Figure 5. Local application of 100 μM of 5-HT mimics the effect of light evoked activation of 5-HT nerve endings.

(a–e) EPSCs were recorded from orexin neurons at −60 mV_hold in the presence of intracellular QX-314 (1 mM) and extracellular picrotoxin (400 μM). (a) Traces showing the effect of local application of 100 μM of 5-HT on EPSCs. Representative cumulative probability plot shows that local application did not change EPSC frequency (b) and amplitude (c). Bar and scatter plot summarizes the data on EPSC interval (d) (p = 0.60 vs pre, 0.97 vs post) and amplitude (e) (p = 0.86 vs pre, 0.92 vs post) (n = 9). (f–j) IPSCs were recorded from orexin neurons at −60 mV_hold in the presence of intracellular QX-314 (1 mM) and extracellular AP-5 (50 μM) and CNQX (20 μM). (f) Traces showing the effect of local application of 100 μM of 5-HT on IPSCs. Representative cumulative probability plot shows the effect of local application on the inter-event interval (g) and amplitude (h).
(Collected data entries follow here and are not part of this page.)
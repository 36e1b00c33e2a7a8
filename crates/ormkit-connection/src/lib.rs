//! ormkit connection - connection resolution and lifecycle
//!
//! This crate turns what a context was created with (a name, a connection
//! string, a `DbConnectionInfo` or an existing connection) into a live
//! [`DbConnection`](ormkit_core::DbConnection):
//!
//! - `LazyInternalConnection` - resolved on first use against the app config
//! - `EagerInternalConnection` - wraps a caller-supplied connection
//! - `EntityConnection` - a connection that carries model metadata
//! - `ConnectionFactory` - conventions for names not found in the config

mod eager;
mod entity;
mod factory;
mod info;
mod internal;
mod lazy;

#[cfg(test)]
mod test_support;

pub use eager::EagerInternalConnection;
pub use entity::{EntityConnection, EntityConnectionStringParts, load_metadata};
pub use factory::{
    ConnectionDependencies, ConnectionFactory, NAME_PLACEHOLDER, ProviderConnectionFactory,
};
pub use info::DbConnectionInfo;
pub use internal::{
    ConnectionLifecycle, ConnectionSnapshot, ConnectionStringOrigin, InternalConnection,
    connection_key,
};
pub use lazy::{LazyInternalConnection, find_connection_in_config};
Bar and scatter plot summarizes the data on the IPSC interval (i) (p = 0.007 vs pre, 0.02 vs post) and amplitude (j) (p = 0.007 vs pre, 0.002 vs post) (n = 21). ns, not significant; *p < 0.05, **p < 0.01, ***p < 0.001. p values were calculated by one-way ANOVA followed by a post hoc Fisher’s LSD test).